Q: Will I be able to challenge coverage decisions by my insurance plan?

A: Yes.

Every insurance plan will be required to have a process for resolving disputes around your benefits and coverage, and you’ll be able to appeal any plan decisions that you disagree with to an independent appeals process.

Beyond that, States will receive support to set up independent offices to assist consumers with filing insurance complaints and appeals.

Q: What are you going to do about all the confusing forms I have to fill out?

A: Make it simple.

Health reform will require plans to use clear and plain language on insurance forms so that you can easily understand what benefits and what doctors are covered in your plan. And, it will standardize forms to reduce the confusing and overwhelming paperwork that all Americans have to confront today.

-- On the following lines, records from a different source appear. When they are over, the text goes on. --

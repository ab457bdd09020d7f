//! sdspi-block - Byte transport
//!
//! Everything the protocol does is built on exchanging single bytes with
//! the card. This module defines that capability and an implementation on
//! top of an `embedded-hal` SPI bus and chip select pin.

use embedded_hal::blocking::spi::Transfer;
use embedded_hal::digital::v2::OutputPin;

#[cfg(feature = "log")]
use log::trace;

#[cfg(feature = "defmt-log")]
use defmt::trace;

use crate::sdmmc_proto::IDLE_BYTE;

/// Something which can clock one byte out to the card and one byte back in.
pub trait Transport {
    /// The errors the transport can return. Must be debug formattable.
    type Error: core::fmt::Debug;

    /// Bring the bus up so the card can be addressed.
    fn init(&mut self) -> Result<(), Self::Error>;

    /// Send `out` and return the byte shifted in at the same time.
    fn exchange(&mut self, out: u8) -> Result<u8, Self::Error>;
}

impl<T> Transport for &mut T
where
    T: Transport,
{
    type Error = T::Error;

    fn init(&mut self) -> Result<(), Self::Error> {
        (*self).init()
    }

    fn exchange(&mut self, out: u8) -> Result<u8, Self::Error> {
        (*self).exchange(out)
    }
}

/// The errors `SpiTransport` can generate.
#[cfg_attr(feature = "defmt-log", derive(defmt::Format))]
#[derive(Debug, Copy, Clone, PartialEq)]
pub enum SpiTransportError {
    /// We got an error from the SPI peripheral
    Spi,
    /// Couldn't set the chip select pin
    Gpio,
}

/// A `Transport` built from an SPI peripheral and a Chip Select pin. We need
/// Chip Select to be separate so we can clock out some bytes without Chip
/// Select asserted (which puts the card into SPI mode).
pub struct SpiTransport<SPI, CS>
where
    SPI: Transfer<u8>,
    CS: OutputPin,
{
    spi: SPI,
    cs: CS,
}

impl<SPI, CS> SpiTransport<SPI, CS>
where
    SPI: Transfer<u8>,
    CS: OutputPin,
{
    /// Wrap a raw SPI interface and its chip select.
    pub fn new(spi: SPI, cs: CS) -> Self {
        SpiTransport { spi, cs }
    }

    /// Deassert chip select and hand the peripherals back.
    pub fn release(mut self) -> (SPI, CS) {
        self.cs_high().ok();
        (self.spi, self.cs)
    }

    fn cs_high(&mut self) -> Result<(), SpiTransportError> {
        self.cs.set_high().map_err(|_| SpiTransportError::Gpio)
    }

    fn cs_low(&mut self) -> Result<(), SpiTransportError> {
        self.cs.set_low().map_err(|_| SpiTransportError::Gpio)
    }
}

impl<SPI, CS> Transport for SpiTransport<SPI, CS>
where
    SPI: Transfer<u8>,
    CS: OutputPin,
{
    type Error = SpiTransportError;

    fn init(&mut self) -> Result<(), Self::Error> {
        trace!("Clocking card into SPI mode..");
        // Supply minimum of 74 clock cycles without CS asserted.
        self.cs_high()?;
        for _ in 0..10 {
            self.exchange(IDLE_BYTE)?;
        }
        self.cs_low()
    }

    fn exchange(&mut self, out: u8) -> Result<u8, Self::Error> {
        self.spi
            .transfer(&mut [out])
            .map(|b| b[0])
            .map_err(|_e| SpiTransportError::Spi)
    }
}


// ****************************************************************************
//
// End Of File
//
// ****************************************************************************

Q: What will happen if my insurance company raises my rates?

A: The President’s plan requires public disclosure of the percent of premiums applied to overhead costs, so that you can be certain you are getting the best value for your premium dollars. 

If your insurance company spends too much of your premium dollars on overhead, such as big salaries, administrative costs and marketing, they will be required to give you a rebate. 

Until the insurance exchange marketplace is up and running, there will be a process for annual reviews of all requested increases in premiums.  Insurance companies that raise rates arbitrarily will not be allowed to sell policies in the new insurance marketplace.   This process continues even once the Exchange is up and running.